# Knife Review: Extrema Ratio TASK J



## subwoofer (Feb 27, 2018)

Based on the original TASK tactical knife designed by Thilo Schiller, this version of the TASK, the TASK J has been developed as a collaboration with the Jagdkommando Unit, the Austrian Army special forces. Their requirements were for a heavier duty version of the original TASK which could survive more extreme use.






*---------------------------------------------------------------------------------------------------------------------
Author's Statement for Transparency and Disclosure
The test sample/s featured in this article have been provided for technical testing and review by the manufacturer. Test samples are retained by the reviewer following publication of the completed review for the purposes of long term testing and product comparisons.

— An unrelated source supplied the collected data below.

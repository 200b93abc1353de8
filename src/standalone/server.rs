//! GatewayMcpServer — rmcp ServerHandler backed by a Gateway.
//!
//! A thin adapter: tool listing is generated from the registry and skills,
//! and every tool call is turned into an `InvocationRequest` and rendered back
//! as text. All policy lives in the gateway.
//!
//! The gateway sits behind `Arc<RwLock<Arc<Gateway>>>` so hot reload can swap
//! in a freshly built gateway while every session keeps the outer handle.
//! Connected peers are kept so reload can broadcast tools-list-changed.

use std::sync::Arc;

use rmcp::handler::server::ServerHandler;
use rmcp::model::{
    CallToolRequestParams, CallToolResult, Content, JsonObject, ListToolsResult,
    PaginatedRequestParams, ServerCapabilities, ServerInfo, Tool,
};
use rmcp::service::{NotificationContext, Peer, RequestContext, RoleServer};
use rmcp::ErrorData as McpError;
use serde_json::{json, Value};
use tokio::sync::RwLock;

use crate::format::OutputFormat;
use crate::gateway::{Gateway, InvocationRequest};
use crate::registry::ToolDescriptor;
use crate::skill::SkillDefinition;

/// Shared gateway handle; hot reload swaps the inner `Arc`.
pub type GatewayHandle = Arc<RwLock<Arc<Gateway>>>;

/// Connected session peers, pruned when a notification fails.
pub type PeersHandle = Arc<tokio::sync::Mutex<Vec<Peer<RoleServer>>>>;

/// MCP server backed by a [`Gateway`].
///
/// `StreamableHttpService` calls its factory per session; each clone shares
/// the same outer handles, so a reload is visible to all sessions on their
/// next request.
#[derive(Clone)]
pub struct GatewayMcpServer {
    gateway: GatewayHandle,
    peers: PeersHandle,
}

impl GatewayMcpServer {
    pub fn new(gateway: Gateway) -> Self {
        Self {
            gateway: Arc::new(RwLock::new(Arc::new(gateway))),
            peers: Arc::new(tokio::sync::Mutex::new(Vec::new())),
        }
    }

    /// Handle for the hot-reload task to swap the gateway.
    pub fn gateway_handle(&self) -> GatewayHandle {
        self.gateway.clone()
    }

    /// Handle for the hot-reload task to broadcast notifications.
    pub fn peers_handle(&self) -> PeersHandle {
        self.peers.clone()
    }

    /// Snapshot of the current gateway. The lock is held only for the clone.
    async fn current(&self) -> Arc<Gateway> {
        self.gateway.read().await.clone()
    }

    /// Every invocable name as an MCP tool: tools first, then skills.
    pub async fn tools(&self) -> Vec<Tool> {
        let gateway = self.current().await;
        let mut tools: Vec<Tool> = gateway.registry().tools().map(|d| mcp_tool(d)).collect();
        tools.extend(gateway.skills().map(|s| mcp_skill(s, &gateway)));
        tools
    }

    /// Run one MCP tool call through the gateway.
    pub async fn invoke(&self, name: &str, arguments: Option<JsonObject>) -> CallToolResult {
        let gateway = self.current().await;
        let response = match InvocationRequest::from_arguments(name, arguments.unwrap_or_default()) {
            Ok(request) => gateway.invoke(request).await,
            // A bad reserved key is reported in the same envelope shape
            Err(e) => gateway.reject(name, e, OutputFormat::default()),
        };
        CallToolResult {
            content: vec![Content::text(response.render())],
            is_error: Some(response.is_error()),
            structured_content: None,
            meta: None,
        }
    }
}

fn reserved_properties(mutating: bool) -> Vec<(&'static str, Value)> {
    let mut props = Vec::with_capacity(3);
    if mutating {
        props.push((
            "dry_run",
            json!({
                "type": "boolean",
                "description": "Simulate the change without applying it"
            }),
        ));
        props.push((
            "confirm",
            json!({
                "type": "boolean",
                "description": "Confirm that the change should be applied"
            }),
        ));
    }
    props.push((
        "format",
        json!({
            "type": "string",
            "enum": ["structured", "human-readable"],
            "description": "Reply format (default: structured)"
        }),
    ));
    props
}

fn with_reserved(mut schema: Value, mutating: bool) -> Arc<JsonObject> {
    if let Some(props) = schema.get_mut("properties").and_then(Value::as_object_mut) {
        for (name, prop) in reserved_properties(mutating) {
            props.insert(name.to_string(), prop);
        }
    }
    Arc::new(schema.as_object().cloned().unwrap_or_default())
}

fn mcp_tool(descriptor: &ToolDescriptor) -> Tool {
    let mut description = descriptor
        .description()
        .map(str::to_string)
        .unwrap_or_else(|| descriptor.title().to_string());
    if !descriptor.aliases().is_empty() {
        description.push_str(&format!(" Aliases: {}.", descriptor.aliases().join(", ")));
    }
    description.push_str(&format!(" Tier {}.", descriptor.tier()));
    if descriptor.is_mutating() {
        description.push_str(" Mutating: requires confirm=true, or dry_run=true to preview.");
    }

    Tool {
        name: descriptor.name().to_string().into(),
        title: Some(descriptor.title().to_string()),
        description: Some(description.into()),
        input_schema: with_reserved(descriptor.schema().to_json_schema(), descriptor.is_mutating()),
        output_schema: None,
        annotations: None,
        icons: None,
        meta: None,
    }
}

fn mcp_skill(skill: &SkillDefinition, gateway: &Gateway) -> Tool {
    let steps: Vec<&str> = skill.steps.iter().map(|s| s.tool.as_str()).collect();
    let mut description = skill
        .description
        .clone()
        .unwrap_or_else(|| skill.title.clone());
    description.push_str(&format!(" Skill: runs {}.", steps.join(" -> ")));
    let mutating = skill.is_mutating(gateway.registry());
    if mutating {
        description.push_str(" Contains mutating steps.");
    }

    // Parameters are the skill's initial context, so any key is accepted
    let schema = json!({
        "type": "object",
        "properties": {},
        "additionalProperties": true,
    });

    Tool {
        name: skill.name.clone().into(),
        title: Some(skill.title.clone()),
        description: Some(description.into()),
        input_schema: with_reserved(schema, mutating),
        output_schema: None,
        annotations: None,
        icons: None,
        meta: None,
    }
}

impl ServerHandler for GatewayMcpServer {
    fn get_info(&self) -> ServerInfo {
        ServerInfo {
            server_info: rmcp::model::Implementation {
                name: "cloudgate".into(),
                version: env!("CARGO_PKG_VERSION").into(),
                title: None,
                icons: None,
                website_url: None,
            },
            instructions: Some(
                "Cloudgate: schema-checked cloud operations. Mutating tools need confirm=true \
                 or dry_run=true."
                    .into(),
            ),
            capabilities: ServerCapabilities::builder().enable_tools().build(),
            ..Default::default()
        }
    }

    async fn list_tools(
        &self,
        _request: Option<PaginatedRequestParams>,
        _context: RequestContext<RoleServer>,
    ) -> Result<ListToolsResult, McpError> {
        Ok(ListToolsResult {
            tools: self.tools().await,
            next_cursor: None,
            meta: None,
        })
    }

    /// Gateway errors are reported in-band with `is_error`, never as
    /// protocol errors.
    async fn call_tool(
        &self,
        request: CallToolRequestParams,
        _context: RequestContext<RoleServer>,
    ) -> Result<CallToolResult, McpError> {
        Ok(self.invoke(&request.name, request.arguments).await)
    }

    async fn on_initialized(&self, context: NotificationContext<RoleServer>) {
        tracing::info!("MCP client initialized, storing peer for reload notifications");
        self.peers.lock().await.push(context.peer.clone());
    }
}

All output figures and test results published in this review are the sole work of the reviewer, and are carried out independently and without bias. Test results are reported as found, with no embellishments or alteration. Though best endeavours are made to maintain the accuracy of test equipment, the accuracy of these results is not guaranteed and is subject to the test equipment functioning correctly.
----------------------------------------------------------------------------------------------------------------------*​

*The Blade and Handle Geometry:*

Most knife specifications have a basic description of the blade geometry, but in this section I will be taking a more detailed look at geometry and balance.

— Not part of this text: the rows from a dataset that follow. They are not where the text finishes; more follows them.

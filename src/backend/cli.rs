//! CLI-backed capabilities — run a provider CLI as a tool backend.
//!
//! `CliInvocation` holds the command template for one tool. `CliOperation`
//! is the `Operation` the dispatcher calls: the real run, a run with the
//! tool's own dry-run flags appended, or a projection of the command line
//! that never spawns anything.

use std::collections::{HashMap, HashSet};
use std::process::Stdio;
use std::sync::{Arc, OnceLock};
use std::time::{Duration, Instant};

use async_trait::async_trait;
use regex::Regex;
use serde_json::{json, Map, Value};

use crate::backend::verbs;
use crate::capability::{BackendFailure, Capability, Operation, OperationResult};
use crate::config::{resolve_env_vars, CliToolConfig};
use crate::namespace;
use crate::registry::ToolDescriptor;
use crate::schema::ParamSchema;

/// `{name}`, `{name|lower}` or `{name|upper}`.
fn placeholder_re() -> &'static Regex {
    static RE: OnceLock<Regex> = OnceLock::new();
    RE.get_or_init(|| {
        Regex::new(r"\{([A-Za-z0-9_]+)(?:\|(lower|upper))?\}").expect("valid regex")
    })
}

/// Parameter names referenced by placeholders, in first-use order.
pub fn placeholder_names(args: &[String]) -> Vec<String> {
    let mut names: Vec<String> = Vec::new();
    for arg in args {
        for caps in placeholder_re().captures_iter(arg) {
            let name = caps[1].to_string();
            if !names.contains(&name) {
                names.push(name);
            }
        }
    }
    names
}

/// Text of a parameter value as a single CLI token.
fn token_text(value: &Value) -> String {
    match value {
        Value::String(s) => s.clone(),
        other => other.to_string(),
    }
}

/// Command template for one CLI-backed tool.
#[derive(Debug, Clone)]
pub struct CliInvocation {
    tool: String,
    command: String,
    args: Vec<String>,
    inject_flags: Vec<String>,
    /// Resolved env vars (values already extracted from `${VAR}` references)
    env: HashMap<String, String>,
}

impl CliInvocation {
    pub fn new(tool: &str, command: &str) -> Self {
        CliInvocation {
            tool: tool.to_string(),
            command: command.to_string(),
            args: Vec::new(),
            inject_flags: Vec::new(),
            env: HashMap::new(),
        }
    }

    pub fn with_args<I, S>(mut self, args: I) -> Self
    where
        I: IntoIterator<Item = S>,
        S: Into<String>,
    {
        self.args = args.into_iter().map(Into::into).collect();
        self
    }

    pub fn with_inject_flags<I, S>(mut self, flags: I) -> Self
    where
        I: IntoIterator<Item = S>,
        S: Into<String>,
    {
        self.inject_flags = flags.into_iter().map(Into::into).collect();
        self
    }

    pub fn with_env(mut self, env: HashMap<String, String>) -> Self {
        self.env = env;
        self
    }

    /// Build the argument vector for bound parameters.
    ///
    /// Order: template args with placeholders filled in, then one flag per
    /// bound parameter no placeholder consumed, then the injected flags.
    /// Flag conversion: `true` → `--name`, `false`/null → omitted, arrays →
    /// `--name a b`, anything else → `--name value`. Underscores in
    /// parameter names become hyphens.
    pub fn argv(&self, params: &Map<String, Value>) -> Result<Vec<String>, BackendFailure> {
        let mut consumed: HashSet<&str> = HashSet::new();
        let mut argv = Vec::with_capacity(self.args.len() + params.len() * 2);

        for arg in &self.args {
            let mut rendered = String::with_capacity(arg.len());
            let mut last = 0;
            for caps in placeholder_re().captures_iter(arg) {
                let (Some(whole), Some(name)) = (caps.get(0), caps.get(1)) else {
                    continue;
                };
                let value = params.get(name.as_str()).ok_or_else(|| {
                    BackendFailure::with_code(
                        "InvalidCommand",
                        format!(
                            "no value for placeholder '{}' in '{}'",
                            whole.as_str(),
                            self.tool
                        ),
                    )
                })?;
                consumed.insert(name.as_str());
                let text = token_text(value);
                rendered.push_str(&arg[last..whole.start()]);
                match caps.get(2).map(|m| m.as_str()) {
                    Some("lower") => rendered.push_str(&text.to_lowercase()),
                    Some("upper") => rendered.push_str(&text.to_uppercase()),
                    _ => rendered.push_str(&text),
                }
                last = whole.end();
            }
            rendered.push_str(&arg[last..]);
            argv.push(rendered);
        }

        for (key, value) in params {
            if consumed.contains(key.as_str()) {
                continue;
            }
            let flag = format!("--{}", key.replace('_', "-"));
            match value {
                Value::Bool(true) => argv.push(flag),
                Value::Bool(false) | Value::Null => {}
                Value::Array(items) => {
                    argv.push(flag);
                    argv.extend(items.iter().map(token_text));
                }
                other => {
                    argv.push(flag);
                    argv.push(token_text(other));
                }
            }
        }

        argv.extend(self.inject_flags.iter().cloned());
        Ok(argv)
    }

    /// Spawn the command (never through a shell) and collect its output.
    ///
    /// The child is killed if this future is dropped, which is what happens
    /// when the dispatcher's timeout fires. Exit codes in `accept_codes`
    /// count as success alongside 0.
    async fn run(&self, argv: Vec<String>, accept_codes: &[i32]) -> OperationResult {
        let start = Instant::now();
        let mut cmd = tokio::process::Command::new(&self.command);
        cmd.args(&argv)
            .stdin(Stdio::null())
            .stdout(Stdio::piped())
            .stderr(Stdio::piped())
            .kill_on_drop(true);
        for (k, v) in &self.env {
            cmd.env(k, v);
        }

        let output = cmd.output().await.map_err(|e| {
            BackendFailure::with_code(
                "SpawnFailed",
                format!("failed to spawn '{}': {}", self.command, e),
            )
        })?;

        let exit_code = output.status.code();
        let stdout = String::from_utf8_lossy(&output.stdout);
        let stderr = String::from_utf8_lossy(&output.stderr);

        tracing::info!(
            tool = %self.tool,
            command = %self.command,
            args = ?argv,
            exit_code = ?exit_code,
            duration_ms = %start.elapsed().as_millis(),
            "CLI tool invocation"
        );

        let accepted = exit_code.is_some_and(|c| accept_codes.contains(&c));
        if !output.status.success() && !accepted {
            let code = exit_code
                .map(|c| c.to_string())
                .unwrap_or_else(|| "signal".to_string());
            let message = match stderr.trim() {
                "" => format!("'{}' exited with status {}", self.command, code),
                text => text.to_string(),
            };
            return Err(BackendFailure::with_code(code, message));
        }

        if !stderr.is_empty() {
            tracing::debug!(tool = %self.tool, stderr = %stderr, "CLI tool stderr");
        }

        // Some CLIs report a successful dry run on stderr with a non-zero exit
        let text = if accepted && stdout.trim().is_empty() {
            stderr
        } else {
            stdout
        };

        // Try JSON first, fall back to text
        Ok(match serde_json::from_str::<Value>(text.trim()) {
            Ok(value) => value,
            Err(_) => json!({ "output": text.trim_end() }),
        })
    }
}

/// A command's own dry-run mode: flags to append, and the non-zero exit
/// codes that still mean the dry run succeeded (e.g. 254 for
/// `aws ec2 ... --dry-run`).
#[derive(Debug, Clone, Default, PartialEq, Eq)]
pub struct DryRun {
    pub flags: Vec<String>,
    pub success_codes: Vec<i32>,
}

impl DryRun {
    pub fn new<I, S>(flags: I) -> Self
    where
        I: IntoIterator<Item = S>,
        S: Into<String>,
    {
        DryRun {
            flags: flags.into_iter().map(Into::into).collect(),
            success_codes: Vec::new(),
        }
    }

    pub fn with_success_codes(mut self, codes: impl IntoIterator<Item = i32>) -> Self {
        self.success_codes = codes.into_iter().collect();
        self
    }
}

#[derive(Debug, Clone)]
enum Mode {
    Execute,
    /// Run with the command's own dry-run flags appended.
    DryRunFlags(DryRun),
    /// Report the would-be command line without spawning anything.
    Projection,
}

/// One operation of a CLI-backed tool.
#[derive(Debug, Clone)]
pub struct CliOperation {
    invocation: Arc<CliInvocation>,
    mode: Mode,
}

#[async_trait]
impl Operation for CliOperation {
    async fn call(&self, params: &Map<String, Value>) -> OperationResult {
        let mut argv = self.invocation.argv(params)?;
        match &self.mode {
            Mode::Execute => self.invocation.run(argv, &[]).await,
            Mode::DryRunFlags(dry_run) => {
                argv.extend(dry_run.flags.iter().cloned());
                self.invocation.run(argv, &dry_run.success_codes).await
            }
            Mode::Projection => Ok(json!({
                "command": self.invocation.command,
                "args": argv,
                "executed": false,
            })),
        }
    }
}

/// Capability for a CLI invocation.
///
/// Mutating tools get a preview path: the command run in its own dry-run
/// mode when given, otherwise a projection of the command line.
pub fn capability(invocation: CliInvocation, mutating: bool, dry_run: Option<DryRun>) -> Capability {
    let invocation = Arc::new(invocation);
    let execute = CliOperation {
        invocation: invocation.clone(),
        mode: Mode::Execute,
    };
    if !mutating {
        return Capability::query(execute);
    }
    let preview = CliOperation {
        invocation,
        mode: match dry_run {
            Some(dry_run) => Mode::DryRunFlags(dry_run),
            None => Mode::Projection,
        },
    };
    Capability::mutation(execute, preview)
}

/// Build the descriptor for a `[tools.<key>]` entry.
pub fn build_tool(key: &str, config: &CliToolConfig) -> crate::Result<ToolDescriptor> {
    let name = namespace::canonical_name(&config.service, &config.action);
    let schema = ParamSchema::compile(&name, config.params.clone())?;

    let mutating = config
        .mutating
        .unwrap_or_else(|| verbs::is_likely_mutating(&config.action, config.args.as_slice()));

    let invocation = CliInvocation::new(&name, &config.command)
        .with_args(config.args.iter().cloned())
        .with_inject_flags(config.inject_flags.iter().cloned())
        .with_env(resolve_env_vars(&config.env));

    let dry_run = config.preview_flags.as_ref().map(|flags| {
        DryRun::new(flags.iter().cloned())
            .with_success_codes(config.preview_success_codes.iter().copied())
    });

    let title = config
        .title
        .clone()
        .unwrap_or_else(|| format!("{} {}", config.service, config.action));
    let mut descriptor = ToolDescriptor::new(
        &config.service,
        &config.action,
        &title,
        schema,
        capability(invocation, mutating, dry_run),
    )
    .with_tier(config.tier);
    if let Some(description) = &config.description {
        descriptor = descriptor.with_description(description);
    }
    for alias in &config.aliases {
        descriptor = descriptor.with_alias(alias);
    }
    if let Some(secs) = config.timeout_secs {
        descriptor = descriptor.with_timeout(Duration::from_secs(secs));
    }

    tracing::debug!(
        key = %key,
        tool = %name,
        command = %config.command,
        mutating,
        "built CLI tool"
    );
    Ok(descriptor)
}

Using a set of gauges and precision measuring equipment including a Vernier protractor, callipers, fixed radius gauges and the unique Arc Master adjustable radius gauge (the one that looks like a crossbow).






These measurements have been tabulated and are presented along with a few reference blades (8" Chef's Knife, 5.5" Santoku and the popular Fällkniven F1).

Key aspects such as the primary bevel angle, grind type, blade depth, blade thickness, length, weight are detailed, along with balance information.






The 'Balance relative to the front of the handle' tells you if the knife will feel front heavy, or if the weight is in your hand (a positive value means the weight is forward of the front of the handle). The 'Balance relative to the centre of the handle' indicates how close to a 'neutral balance' the knife has in the hand.






In the case of full convex grinds the approximate centre of the grind is used for the primary bevel angle estimate.




_(Wherever you see the 'Read MORE' marker, it indicates that the Extended Version of the review has additional content at that point. Viewing the extended version helps support further reviews, but please ensure you return to this Forum for comments and discussion.)_

The blade is made from ACCIAIO BöHLER N690 (58HRC) steel.

*New for 2018! BESS Certified sharpness testing:*

_The BESS 'C' scale of sharpness, developed by Mike Brubacher (Brubacher Edge Sharpness Scale) will now become part of Tactical Reviews' knife testing process. Initially this will be used to verify the sharpness of the factory edge and allow the knife to be brought to a minimum standard sharpness before testing a blade's cutting performance._




The TASK J's factory edge has an average BESS 'C' sharpness of 533. Though this officially comes in as a 'dull' edge, it will just slice 80gsm paper. Because there are some areas at a BESS 'C' score of 407, that allows for a borderline working edge, which is the only reason it is possible to slice 80gsm paper with this factory edge.








*Explained by the Maker:*
_The reasons for certain design choices may not be clear when simply looking at an object, so this section is intended to give an insight into the thinking behind a design by speaking to the designer themselves._

_Unfortunately I can’t always get time with the designer so will use this section to include relevant information about the knife and its designer._

Direct quote from Extrema Ratio's website.
"This tactical knife has been developed together with material experts of Jagdkommando Unit, the Austrian Army special force. It is a multi purpose tactical knife with double guards to avoid accidentally slipping of the hand on the blade. It comes with standard desert side sheath with automatic retention mechanism and protective slap. A fireball flint and striker is placed inside the sheath."


*A few more details:*

A well made cardboard box is used for the TASK J.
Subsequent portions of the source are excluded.